Just as in East Asia, therefore, while one can certainly count many other reasons for the occurrence of a crisis, one finds the Fed’s low interest rate policy significantly to blame for the run up. True, conflicts of interest, mistaken assumptions, and failures of corporate control occurred; and that they did so at the same time as the commercial birth of the internet means a speculative mania possibly would have occurred anyway. But with its cheap money and implicit promise to help, it guaranteed whatever happened would be much worse.

And it would be much worse.

With Congress and the ratings agencies on the take, key lenders operating in the shadows and on an overnight funding basis, mortgage originators rubble-stamping every application on their way out the door, and so-called “financial engineers” slicing up and selling off tranches of these subprime mortgage “pools” at investment grade ratings, things were never going to end well. 

That this all came to pass, however, was directly due to the years of cheap money, gross moral hazard, and abundant conflicts of interest Fed policy and oversight created. Confidence was as high as leverage-use with the expectation of a federal backstop, and when it turned out practically everyone was in deep with unknown amounts of toxic assets lurking on balance sheets the emergency brake was pulled.

Political connections paid off, with the early stages of the financial “rescue” being a thinly disguised bailout of the highly connected Citi. And the new regulations Wall Street and its lobbyists managed to put together in the aftermath ensured that *checks notes* nothing seriously changed.

Except, of course, that the industry was more concentrated than ever, and the Fed would be taking rates lower and keep them there for longer over the following decade.

As it happened, the bond market distortions of the Greenspan era were nothing compared to what would follow the Global Financial Crisis and subsequent Great Recession. Zero and near-zero rates for a decade meant the traditional fixed income portion of the 60/40 portfolio was kaput and there really was no alternative to piling into stocks.

With so much money to be had for so little, asset prices broadly began to rise—from art, to wine, to single family housing—big investment funds began diving into areas they had traditionally avoided due to their relative illiquidity and high overhead.

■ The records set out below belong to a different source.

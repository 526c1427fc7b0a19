// Session record on disk: `{data_dir}/{profile}/app-storage.json`.

use std::io::ErrorKind;
use std::path::{Path, PathBuf};

use tracing::debug;

use postdesk_core::{CoreError, PersistedRecord, PersistedState, STORAGE_NAME, SnapshotStore};

use crate::data_dir;

#[derive(Debug, Clone)]
pub struct FileSnapshotStore {
    path: PathBuf,
}

impl FileSnapshotStore {
    /// Store at an explicit file path.
    pub fn new(path: impl Into<PathBuf>) -> Self {
        Self { path: path.into() }
    }

    /// The canonical record for `profile` under the platform data dir.
    pub fn for_profile(profile: &str) -> Self {
        Self::new(data_dir().join(profile).join(format!("{STORAGE_NAME}.json")))
    }

    pub fn path(&self) -> &Path {
        &self.path
    }
}

fn storage_error(path: &Path, what: &str, err: impl std::fmt::Display) -> CoreError {
    CoreError::Storage {
        message: format!("{what} {}: {err}", path.display()),
    }
}

impl SnapshotStore for FileSnapshotStore {
    fn load(&self) -> Result<Option<PersistedState>, CoreError> {
        let raw = match std::fs::read_to_string(&self.path) {
            Ok(raw) => raw,
            Err(e) if e.kind() == ErrorKind::NotFound => return Ok(None),
            Err(e) => return Err(storage_error(&self.path, "cannot read", e)),
        };
        let record: PersistedRecord = serde_json::from_str(&raw)
            .map_err(|e| storage_error(&self.path, "malformed session record", e))?;
        debug!(path = %self.path.display(), version = record.version, "loaded session record");
        Ok(Some(record.state))
    }

    fn save(&self, state: &PersistedState) -> Result<(), CoreError> {
        if let Some(parent) = self.path.parent() {
            std::fs::create_dir_all(parent)
                .map_err(|e| storage_error(parent, "cannot create", e))?;
        }
        let record = PersistedRecord::from(state.clone());
        let json = serde_json::to_string(&record)
            .map_err(|e| storage_error(&self.path, "cannot encode", e))?;
        std::fs::write(&self.path, json).map_err(|e| storage_error(&self.path, "cannot write", e))
    }
}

Thus was the Everything Bubble inflated. With the discount rate so low it was hard to find a “bad investment,” no matter how underwater it might be, or how far off or speculative its future profits might be. And so “Zombie Corporations” ran side-by-side with fast-growing but profitless startups, until the market had reached eye-watering metrics (DOW 36,000, Price to Earnings Ratios in the hundreds, altcoins with larger market caps than Ford, et cetera).

This all culminated in the Great Inflation, with the Fed finally losing all control after an extraordinary period of monetary expansion and consumer and producer price inflation finally joining asset price inflation.

Just as it is a truism that complex historical events are rarely, if ever, perfectly monocausal, it can also be fairly stated that the impacts of some events are simply greater than others. In the case of global finance, there has been no more profound shaper of events in the post-war period than the Federal Reserve.

It is telling that the exemplary declamation posed at the outset, “Think how bad it would’ve been had the Fed not been there!” is rhetorical. Prompted to imagine some undefined further crisis, only those with some awareness of the underlying mechanics can be counted on to point out that such risks would not have been taken, and such enormous and dangerous bubbles created, had it not been for the Federal Reserve making a mess of things in the first place.

About Joseph Solis-Mullen

Author of The Fake China Threat and Its Very Real Danger, Joseph Solis-Mullen is a political scientist and economist at the Libertarian Institute. A graduate of Spring Arbor University, the University of Illinois, and the University of Missouri, his work can be found at the Ludwig Von Mises Institute, Quarterly Journal of Austrian Economics, Libertarian Institute, Journal of Libertarian Studies, Journal of the American Revolution, and Antiwar.com. You can contact him via joseph@libertarianinstitute.org or find him on Twitter @solis_mullen.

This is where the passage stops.